Gruta de San Pedro, Sorata

Entrar a esa cueva era como estar dentro de un útero, pensé bajo los efectos de la galleta que había comido con mi hermano. Estábamos en Sorata para conocer a una tía, hija de la hermana de mi abuela materna que se fue de Bolivia a los 30 años y nunca más volvió pero mantuvo una relación epistolar por el resto de la vida con su hermana. Se contaban de los hijos, las vidas, problemas y estaban al tanto de la vida de la otra. Una vez las leí, estaban todas en una gran bolsa. Luego se extraviaron y nunca volvieron a aparecer. Intenté rastrear la otra parte, las que había escrito mi abuela nacida seguramente en un momento de implorar con el nombre de Clemencia, a su hermana que vino al mundo en un tiempo más propicio con el nombre de Victoria. Tampoco tuve suerte, no pude encontrar ninguna de sus cartas. Siempre me he preguntado por qué la gente se deshace de esos tesoros invaluables, pero eso ya es materia de otro texto.

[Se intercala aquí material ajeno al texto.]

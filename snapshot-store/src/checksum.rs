//! Aggregate and per-chunk CRC32C (Castagnoli) integrity checks.
//!
//! The aggregate checksum is the only cross-node canonicalization in the
//! whole protocol: both sides must visit files in ascending
//! byte-lexicographic filename order and prefix each file's content with its
//! length, big-endian, before feeding it to the hasher.

use std::fs;
use std::io;
use std::path::Path;

use crate::chunk::Chunk;
use crate::fs_helpers::sorted_file_names;

/// Computes the aggregate CRC32C over every regular file directly inside
/// `dir`, in ascending filename order, each prefixed by its length as a
/// 4-byte big-endian integer.
pub fn aggregate_checksum(dir: impl AsRef<Path>) -> io::Result<u64> {
    let dir = dir.as_ref();
    let mut crc: u32 = 0;
    for name in sorted_file_names(dir)? {
        let content = fs::read(dir.join(&name))?;
        crc = crc32c::crc32c_append(crc, &(content.len() as u32).to_be_bytes());
        crc = crc32c::crc32c_append(crc, &content);
    }
    Ok(crc as u64)
}

/// `true` iff `CRC32C(chunk.content) == chunk.checksum`.
pub fn verify_chunk(chunk: &Chunk) -> bool {
    crc32c::crc32c(&chunk.content) as u64 == chunk.checksum
}
//! Creates one store per partition, resolves paths under a node-scoped
//! root, and hands out the restricted capability views.

use std::collections::HashMap;
use std::path::PathBuf;
use std::sync::Mutex;

use crate::config::FsyncLevel;
use crate::error::Result;
use crate::store::StoreHandle;
use crate::views::{ConstructableSnapshotStore, ReceivableSnapshotStore};

pub struct FileBasedSnapshotStoreFactory {
    node_id: String,
    data_root: PathBuf,
    fsync: FsyncLevel,
    stores: Mutex<HashMap<u32, StoreHandle>>,
}

impl FileBasedSnapshotStoreFactory {
    pub fn new(node_id: impl Into<String>, data_root: impl Into<PathBuf>) -> Self {
        Self {
            node_id: node_id.into(),
            data_root: data_root.into(),
            fsync: FsyncLevel::Always,
            stores: Mutex::new(HashMap::new()),
        }
    }

    /// Builds a factory that skips fsyncs on every store it opens. Meant for
    /// tests exercising the state machine, not for anything that needs to
    /// survive a crash.
    pub fn new_without_fsync(node_id: impl Into<String>, data_root: impl Into<PathBuf>) -> Self {
        Self {
            fsync: FsyncLevel::Never,
            ..Self::new(node_id, data_root)
        }
    }

    pub fn node_id(&self) -> &str {
        &self.node_id
    }

    fn partition_root(&self, partition_id: u32) -> PathBuf {
        self.data_root.join(format!("partition-{partition_id}"))
    }

    /// Materializes `snapshots/`/`pending/` for `partition_id` (under
    /// `data_root/partition-<id>`), binds a store to a fresh partition task,
    /// and returns the follower-facing view. Idempotent per partition.
    pub fn create_receivable_snapshot_store(
        &self,
        partition_id: u32,
    ) -> Result<ReceivableSnapshotStore> {
        let handle = self.open_or_reuse(partition_id)?;
        Ok(ReceivableSnapshotStore { handle })
    }

    /// Returns the leader-facing view for an already-created store.
    pub fn get_constructable_snapshot_store(
        &self,
        partition_id: u32,
    ) -> Result<ConstructableSnapshotStore> {
        let handle = self.open_or_reuse(partition_id)?;
        Ok(ConstructableSnapshotStore { handle })
    }

    fn open_or_reuse(&self, partition_id: u32) -> Result<StoreHandle> {
        let mut stores = self.stores.lock().unwrap();
        if let Some(handle) = stores.get(&partition_id) {
            return Ok(handle.clone());
        }
        let config = crate::config::SnapshotStoreConfig::new(self.partition_root(partition_id))
            .with_fsync(self.fsync);
        let handle = StoreHandle::open_with_config(config)?;
        stores.insert(partition_id, handle.clone());
        Ok(handle)
    }
}
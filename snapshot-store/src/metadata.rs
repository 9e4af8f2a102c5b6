//! Canonical snapshot identifier: `index-term-processedPosition-exportedPosition`.
//!
//! Total order is lexicographic on the four-tuple, which is exactly the
//! derived `Ord` on a struct of four `u64` fields in field order.

use std::cmp::Ordering;
use std::fmt;
use std::str::FromStr;

use crate::error::SnapshotError;

/// A point-in-time snapshot identity.
///
/// `processed_position` and `exported_position` are `0` when unused by the
/// caller; they still participate in ordering so two snapshots at the same
/// `(index, term)` but different processed/exported progress are distinct
/// and totally ordered.
#[derive(Debug, Clone, Copy, PartialEq, Eq, Hash)]
pub struct SnapshotId {
    pub index: u64,
    pub term: u64,
    pub processed_position: u64,
    pub exported_position: u64,
}

impl SnapshotId {
    pub fn new(index: u64, term: u64, processed_position: u64, exported_position: u64) -> Self {
        Self {
            index,
            term,
            processed_position,
            exported_position,
        }
    }

    fn as_tuple(&self) -> (u64, u64, u64, u64) {
        (
            self.index,
            self.term,
            self.processed_position,
            self.exported_position,
        )
    }

    /// True iff `self` is strictly newer than `other`.
    pub fn is_newer_than(&self, other: &SnapshotId) -> bool {
        self.as_tuple() > other.as_tuple()
    }
}

impl PartialOrd for SnapshotId {
    fn partial_cmp(&self, other: &Self) -> Option<Ordering> {
        Some(self.cmp(other))
    }
}

impl Ord for SnapshotId {
    fn cmp(&self, other: &Self) -> Ordering {
        self.as_tuple().cmp(&other.as_tuple())
    }
}

impl fmt::Display for SnapshotId {
    fn fmt(&self, f: &mut fmt::Formatter<'_>) -> fmt::Result {
        write!(
            f,
            "{}-{}-{}-{}",
            self.index, self.term, self.processed_position, self.exported_position
        )
    }
}

impl FromStr for SnapshotId {
    type Err = SnapshotError;

    fn from_str(name: &str) -> Result<Self, Self::Err> {
        parse(name)
    }
}

/// Parses a canonical snapshot id, rejecting anything but four dash-separated
/// unsigned decimal fields.
pub fn parse(name: &str) -> Result<SnapshotId, SnapshotError> {
    let fields: Vec<&str> = name.split('-').collect();
    if fields.len() != 4 {
        return Err(SnapshotError::InvalidId(name.to_string()));
    }

    let mut values = [0u64; 4];
    for (value, field) in values.iter_mut().zip(fields.iter()) {
        *value = field
            .parse::<u64>()
            .map_err(|_| SnapshotError::InvalidId(name.to_string()))?;
    }

    Ok(SnapshotId {
        index: values[0],
        term: values[1],
        processed_position: values[2],
        exported_position: values[3],
    })
}

/// Formats a snapshot id back into its canonical textual form.
pub fn format(id: &SnapshotId) -> String {
    id.to_string()
}

/// Parses the `<id>-<seq>` form used for pending directories, returning the
/// id and the sequence number.
pub fn parse_pending_name(name: &str) -> Option<(SnapshotId, u32)> {
    let (id_part, seq_part) = name.rsplit_once('-')?;
    let seq = seq_part.parse::<u32>().ok()?;
    let id = parse(id_part).ok()?;
    Some((id, seq))
}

Ahora quiero hablar de Sorata, el lugar donde si saberlo comenzaba a gestarse la historia de Nayra. Caminábamos sin rumbo con mi hermano, yo muy conectada en ese viaje a mi abuela. En el camino a la gruta, el gran atractivo turístico del pueblo, encontramos a un grupo de mochileros de distintas nacionalidades y seguimos el resto el trayecto juntos. Figuraban dos italianos, uno de ellos era Michele, quien balbuceaba dos o tres palabras de español. Pero aún no habíamos hablado cuando ingresamos a esa cueva que se parecía a las de la prehistoria, con una laguna interior, que según la mitología llegaba al lago Titicaca. Tuve una visión: me vi pariendo en la gruta en cuclillas. Y ahora, varios años después, mientras Michele duerme en el sillón, y nos preparamos para recibir a nuestra hija, lo recuerdo.